**What to produce**
Go through the entries below and copy each line containing the word "next".

(Data entries)
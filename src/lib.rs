//! # phase-stepper
//!
//! Phase-table driver for 4-wire stepper motors (28BYJ-48 class) with embedded-hal 1.0 support.
//!
//! ## Features
//!
//! - **Full-step and half-step**: built-in excitation tables and motor variants
//! - **Circular position**: absolute position tracked modulo one revolution
//! - **Shortest path**: target moves pick the shorter way round unless told otherwise
//! - **Two execution strategies**: blocking with step timing compensation, or
//!   timer-driven with start/stop/wait
//! - **no_std compatible**: Core library works without standard library
//!
//! ## Quick Start
//!
//! ```rust,ignore
//! use phase_stepper::{MotorVariant, StepperMotor, Degrees};
//!
//! let mut motor = StepperMotor::builder()
//!     .variant(MotorVariant::HalfStep)
//!     .outputs([in1, in2, in3, in4])
//!     .delay(delay)
//!     .timer(timer)
//!     .clock(clock)
//!     .build()?;
//!
//! // Blocking: half a turn backwards
//! motor.step(-2048)?;
//!
//! // Timer driven: shortest way to 90 degrees
//! motor.run_to_angle(Degrees(90.0), None)?;
//! motor.wait()?;
//! ```
//!
//! In an interrupt-driven setup, keep the motor where the timer interrupt
//! handler can reach it and call [`StepperMotor::on_tick`] from there.
//!
//! ## Feature Flags
//!
//! - `std` (default): Enables file I/O, TOML parsing and host timer/clock/delay
//! - `alloc`: Enables heap allocation for no_std with allocator
//! - `defmt`: Enables defmt logging for embedded targets
//! - `log`: Enables logging through the `log` facade

#![cfg_attr(not(feature = "std"), no_std)]
#![warn(missing_docs)]
#![warn(clippy::all)]
#![deny(unsafe_code)]
// Allow large error types - necessary for no_std with heapless strings
#![allow(clippy::result_large_err)]

#[cfg(feature = "alloc")]
extern crate alloc;

#[macro_use]
mod fmt;

// Core modules
pub mod config;
pub mod error;
pub mod hal;
pub mod motion;
pub mod motor;
pub mod phase;

#[cfg(feature = "std")]
pub mod std_support;

// Re-exports for ergonomic API
pub use config::{validate_config, MotorConfig, SystemConfig};
pub use error::{Error, Result};
pub use hal::{Clock, PeriodicTimer, PhaseOutputs};
pub use motion::{Direction, Strategy, TickOutcome};
pub use motor::{MotorVariant, StepperMotor, StepperMotorBuilder};
pub use phase::{PhaseSequencer, PhaseTable, PhaseVector};

// Configuration loading (std only)
#[cfg(feature = "std")]
pub use config::{load_config, parse_config};

// Unit types
pub use config::units::Degrees;
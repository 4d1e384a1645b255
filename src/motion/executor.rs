//! Asynchronous motion state - advanced one timer tick at a time.

/// An armed asynchronous motion and its stop condition.
#[derive(Debug, Clone, Copy, PartialEq, Eq)]
pub enum AsyncMotion {
    /// Run until the absolute position equals the target.
    ToTarget(u32),
    /// Run until the remaining step counter reaches zero.
    Count(u32),
}

impl AsyncMotion {
    /// Check whether the stop condition holds at `position`.
    #[inline]
    pub fn is_complete(&self, position: u32) -> bool {
        match *self {
            AsyncMotion::ToTarget(target) => position == target,
            AsyncMotion::Count(remaining) => remaining == 0,
        }
    }

    /// State after one step has been taken.
    #[inline]
    pub fn advanced(self) -> Self {
        match self {
            AsyncMotion::ToTarget(target) => AsyncMotion::ToTarget(target),
            AsyncMotion::Count(remaining) => AsyncMotion::Count(remaining.saturating_sub(1)),
        }
    }

    /// Target position, for target-seeking motions.
    #[inline]
    pub fn target(&self) -> Option<u32> {
        match *self {
            AsyncMotion::ToTarget(target) => Some(target),
            AsyncMotion::Count(_) => None,
        }
    }

    /// Steps left, for count-bounded motions.
    #[inline]
    pub fn remaining_steps(&self) -> Option<u32> {
        match *self {
            AsyncMotion::ToTarget(_) => None,
            AsyncMotion::Count(remaining) => Some(remaining),
        }
    }
}

/// What a single timer tick did.
#[derive(Debug, Clone, Copy, PartialEq, Eq)]
pub enum TickOutcome {
    /// No motion was armed; nothing happened.
    Idle,
    /// One step was taken.
    Stepped,
    /// The stop condition held; the motion was stopped without stepping.
    Finished,
}

#[cfg(test)]
mod tests {
    use super::*;

    #[test]
    fn test_count_runs_down() {
        let mut motion = AsyncMotion::Count(3);
        let mut steps = 0;
        while !motion.is_complete(0) {
            motion = motion.advanced();
            steps += 1;
        }
        assert_eq!(steps, 3);
        assert_eq!(motion.remaining_steps(), Some(0));
        assert_eq!(motion.target(), None);
    }

    #[test]
    fn test_zero_count_is_complete() {
        assert!(AsyncMotion::Count(0).is_complete(123));
    }

    #[test]
    fn test_target_completion_depends_on_position() {
        let motion = AsyncMotion::ToTarget(42);
        assert!(!motion.is_complete(41));
        assert!(motion.is_complete(42));
        assert_eq!(motion.advanced(), motion);
        assert_eq!(motion.target(), Some(42));
        assert_eq!(motion.remaining_steps(), None);
    }
}
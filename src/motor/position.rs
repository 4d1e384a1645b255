//! Position tracking on one revolution.

use crate::config::units::Degrees;
use crate::motion::Direction;

/// Motor position tracker.
///
/// Position is kept in `[0, steps_per_revolution)` and wraps in both directions.
#[derive(Debug, Clone, Copy, PartialEq, Eq)]
pub struct Position {
    /// Current position in steps (from origin)
    steps: u32,
    /// Steps in one full revolution
    steps_per_revolution: u32,
}

impl Position {
    /// Create a position tracker at the origin.
    #[inline]
    pub fn new(steps_per_revolution: u32) -> Self {
        Self {
            steps: 0,
            steps_per_revolution,
        }
    }

    /// Get current position in steps.
    #[inline]
    pub fn steps(&self) -> u32 {
        self.steps
    }

    /// Get current position in degrees.
    #[inline]
    pub fn degrees(&self) -> Degrees {
        Degrees::from_steps(self.steps, self.steps_per_revolution)
    }

    /// Get steps per revolution.
    #[inline]
    pub fn steps_per_revolution(&self) -> u32 {
        self.steps_per_revolution
    }

    /// Move one step in `direction`, wrapping around the revolution.
    #[inline]
    pub fn advance(&mut self, direction: Direction) {
        let next = (i64::from(self.steps) + direction.sign())
            .rem_euclid(i64::from(self.steps_per_revolution));
        self.steps = next as u32;
    }

    /// Set current position as the new origin.
    #[inline]
    pub fn set_origin(&mut self) {
        self.steps = 0;
    }
}
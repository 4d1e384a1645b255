//! Unit tests for configuration validation.

use phase_stepper::config::{parse_config, validate_config, SystemConfig};
use phase_stepper::error::{ConfigError, Error};

/// Test validation of a valid configuration.
#[test]
fn test_valid_config_passes_validation() {
    let toml_str = r#"
[motors.m1]
name = "Motor"
variant = "full_step"
step_period_ms = 8
"#;

    let config: SystemConfig = toml::from_str(toml_str).expect("Failed to parse TOML");
    assert!(validate_config(&config).is_ok());
}

/// Test validation fails for a zero steps-per-revolution override.
#[test]
fn test_zero_steps_per_revolution() {
    let toml_str = r#"
[motors.m1]
name = "Motor"
variant = "half_step"
steps_per_revolution = 0
"#;

    let config: SystemConfig = toml::from_str(toml_str).expect("Failed to parse TOML");
    assert!(matches!(
        validate_config(&config),
        Err(Error::Config(ConfigError::InvalidStepsPerRevolution(0)))
    ));
}

/// Test validation fails for a zero wait poll interval.
#[test]
fn test_zero_wait_poll() {
    let toml_str = r#"
[motors.m1]
name = "Motor"
variant = "full_step"
wait_poll_us = 0
"#;

    assert!(matches!(
        parse_config(toml_str),
        Err(Error::Config(ConfigError::InvalidWaitPoll(0)))
    ));
}
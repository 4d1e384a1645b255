//! Builder pattern for StepperMotor.

use embedded_hal::delay::DelayNs;

use crate::config::{validate_motor, MotorConfig, SystemConfig};
use crate::error::{ConfigError, Error, Result};
use crate::hal::{Clock, PeriodicTimer, PhaseOutputs};
use crate::motion::Strategy;

use super::driver::{StepperMotor, DEFAULT_WAIT_POLL_US};
use super::variant::MotorVariant;

/// Builder for creating StepperMotor instances.
pub struct StepperMotorBuilder<OUT, DELAY, TIMER, CLOCK>
where
    OUT: PhaseOutputs,
    DELAY: DelayNs,
    TIMER: PeriodicTimer,
    CLOCK: Clock,
{
    outputs: Option<OUT>,
    delay: Option<DELAY>,
    timer: Option<TIMER>,
    clock: Option<CLOCK>,
    name: Option<heapless::String<32>>,
    variant: MotorVariant,
    step_period_ms: Option<u32>,
    steps_per_revolution: Option<u32>,
    until_strategy: Strategy,
    wait_poll_us: Option<u32>,
}

impl<OUT, DELAY, TIMER, CLOCK> Default for StepperMotorBuilder<OUT, DELAY, TIMER, CLOCK>
where
    OUT: PhaseOutputs,
    DELAY: DelayNs,
    TIMER: PeriodicTimer,
    CLOCK: Clock,
{
    fn default() -> Self {
        Self::new()
    }
}

impl<OUT, DELAY, TIMER, CLOCK> StepperMotorBuilder<OUT, DELAY, TIMER, CLOCK>
where
    OUT: PhaseOutputs,
    DELAY: DelayNs,
    TIMER: PeriodicTimer,
    CLOCK: Clock,
{
    /// Create a new builder for a full-step motor.
    pub fn new() -> Self {
        Self {
            outputs: None,
            delay: None,
            timer: None,
            clock: None,
            name: None,
            variant: MotorVariant::FullStep,
            step_period_ms: None,
            steps_per_revolution: None,
            until_strategy: Strategy::Async,
            wait_poll_us: None,
        }
    }

    /// Set the four coil outputs, e.g. `[in1, in2, in3, in4]`.
    pub fn outputs(mut self, outputs: OUT) -> Self {
        self.outputs = Some(outputs);
        self
    }

    /// Set the delay provider.
    pub fn delay(mut self, delay: DELAY) -> Self {
        self.delay = Some(delay);
        self
    }

    /// Set the periodic timer.
    pub fn timer(mut self, timer: TIMER) -> Self {
        self.timer = Some(timer);
        self
    }

    /// Set the clock.
    pub fn clock(mut self, clock: CLOCK) -> Self {
        self.clock = Some(clock);
        self
    }

    /// Set the motor name.
    pub fn name(mut self, name: &str) -> Self {
        self.name = heapless::String::try_from(name).ok();
        self
    }

    /// Set the motor variant.
    pub fn variant(mut self, variant: MotorVariant) -> Self {
        self.variant = variant;
        self
    }

    /// Override the variant's step period.
    pub fn step_period_ms(mut self, period: u32) -> Self {
        self.step_period_ms = Some(period);
        self
    }

    /// Override the variant's steps per revolution (for other gearing).
    pub fn steps_per_revolution(mut self, steps: u32) -> Self {
        self.steps_per_revolution = Some(steps);
        self
    }

    /// Set the strategy used by `step_until`.
    pub fn until_strategy(mut self, strategy: Strategy) -> Self {
        self.until_strategy = strategy;
        self
    }

    /// Set the sleep between checks in `wait`.
    pub fn wait_poll_us(mut self, poll: u32) -> Self {
        self.wait_poll_us = Some(poll);
        self
    }

    /// Configure from a MotorConfig.
    pub fn from_motor_config(mut self, config: &MotorConfig) -> Self {
        self.name = Some(config.name.clone());
        self.variant = config.variant;
        self.step_period_ms = config.step_period_ms;
        self.steps_per_revolution = config.steps_per_revolution;
        self.until_strategy = config.until_strategy;
        self.wait_poll_us = config.wait_poll_us;
        self
    }

    /// Configure from SystemConfig by motor name.
    pub fn from_config(self, config: &SystemConfig, motor_name: &str) -> Result<Self> {
        let motor_config = config.motor(motor_name).ok_or_else(|| {
            Error::Config(ConfigError::MotorNotFound(
                heapless::String::try_from(motor_name).unwrap_or_default(),
            ))
        })?;

        Ok(self.from_motor_config(motor_config))
    }

    /// Build the StepperMotor.
    ///
    /// # Errors
    ///
    /// Returns an error if a hardware component is missing or an override is zero.
    pub fn build(self) -> Result<StepperMotor<OUT, DELAY, TIMER, CLOCK>> {
        let outputs = self
            .outputs
            .ok_or(ConfigError::MissingComponent("outputs"))?;
        let delay = self.delay.ok_or(ConfigError::MissingComponent("delay"))?;
        let timer = self.timer.ok_or(ConfigError::MissingComponent("timer"))?;
        let clock = self.clock.ok_or(ConfigError::MissingComponent("clock"))?;

        let name = match self.name {
            Some(name) => name,
            None => heapless::String::try_from(self.variant.name()).unwrap_or_default(),
        };

        let config = MotorConfig {
            name,
            variant: self.variant,
            step_period_ms: self.step_period_ms,
            steps_per_revolution: self.steps_per_revolution,
            until_strategy: self.until_strategy,
            wait_poll_us: self.wait_poll_us,
        };
        validate_motor(&config)?;

        let step_period_us = config.effective_step_period_ms().saturating_mul(1000);

        Ok(StepperMotor::new(
            outputs,
            delay,
            timer,
            clock,
            config.name.clone(),
            config.variant,
            config.effective_steps_per_revolution(),
            step_period_us,
            config.until_strategy,
            config.wait_poll_us.unwrap_or(DEFAULT_WAIT_POLL_US),
        ))
    }
}
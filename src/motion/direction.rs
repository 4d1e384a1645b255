//! Direction of rotation.

use crate::error::{Error, MotionError};

/// Direction of motor motion.
#[derive(Debug, Clone, Copy, PartialEq, Eq, Default)]
pub enum Direction {
    /// Clockwise (position increases).
    #[default]
    Clockwise,
    /// Counter-clockwise (position decreases).
    CounterClockwise,
}

impl Direction {
    /// Get direction from signed step count. Zero counts as clockwise.
    #[inline]
    pub fn from_steps(steps: i64) -> Self {
        if steps >= 0 {
            Direction::Clockwise
        } else {
            Direction::CounterClockwise
        }
    }

    /// Get the sign multiplier.
    #[inline]
    pub fn sign(self) -> i64 {
        match self {
            Direction::Clockwise => 1,
            Direction::CounterClockwise => -1,
        }
    }

    /// The opposite direction.
    #[inline]
    pub fn reversed(self) -> Self {
        match self {
            Direction::Clockwise => Direction::CounterClockwise,
            Direction::CounterClockwise => Direction::Clockwise,
        }
    }
}

impl TryFrom<i32> for Direction {
    type Error = Error;

    fn try_from(value: i32) -> Result<Self, Self::Error> {
        match value {
            1 => Ok(Direction::Clockwise),
            -1 => Ok(Direction::CounterClockwise),
            other => Err(MotionError::InvalidDirection(other).into()),
        }
    }
}
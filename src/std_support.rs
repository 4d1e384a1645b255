//! Host implementations of the hardware collaborators (std only).
//!
//! Useful for demos and for driving USB GPIO adapters from a desktop.

use std::thread;
use std::time::{Duration, Instant};

use embedded_hal::delay::DelayNs;

use crate::hal::{Clock, PeriodicTimer};

/// Delay provider backed by `thread::sleep`.
#[derive(Debug, Clone, Copy, Default)]
pub struct StdDelay;

impl DelayNs for StdDelay {
    fn delay_ns(&mut self, ns: u32) {
        thread::sleep(Duration::from_nanos(u64::from(ns)));
    }
}

/// Clock backed by `Instant`, counting from its creation.
#[derive(Debug, Clone, Copy)]
pub struct StdClock {
    origin: Instant,
}

impl StdClock {
    /// Create a clock starting at zero now.
    pub fn new() -> Self {
        Self {
            origin: Instant::now(),
        }
    }
}

impl Default for StdClock {
    fn default() -> Self {
        Self::new()
    }
}

impl Clock for StdClock {
    fn now_us(&mut self) -> u64 {
        self.origin.elapsed().as_micros() as u64
    }
}

/// Software periodic timer.
///
/// Tracks the next deadline; [`take_expired`](PeriodicTimer::take_expired)
/// reports one expiry per elapsed period.
#[derive(Debug, Clone, Copy, Default)]
pub struct StdTimer {
    schedule: Option<(Duration, Instant)>,
}

impl StdTimer {
    /// Create a disarmed timer.
    pub fn new() -> Self {
        Self::default()
    }

    /// Whether the timer is armed.
    pub fn is_armed(&self) -> bool {
        self.schedule.is_some()
    }
}

impl PeriodicTimer for StdTimer {
    type Error = core::convert::Infallible;

    fn start_periodic(&mut self, period_us: u32) -> Result<(), Self::Error> {
        let period = Duration::from_micros(u64::from(period_us));
        self.schedule = Some((period, Instant::now() + period));
        Ok(())
    }

    fn cancel(&mut self) -> Result<(), Self::Error> {
        self.schedule = None;
        Ok(())
    }

    fn take_expired(&mut self) -> bool {
        match self.schedule.as_mut() {
            Some((period, deadline)) if Instant::now() >= *deadline => {
                *deadline += *period;
                true
            }
            _ => false,
        }
    }
}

**Worked solution**
        let next = (i64::from(self.steps) + direction.sign())
        self.steps = next as u32;
/// Tracks the next deadline; [`take_expired`](PeriodicTimer::take_expired)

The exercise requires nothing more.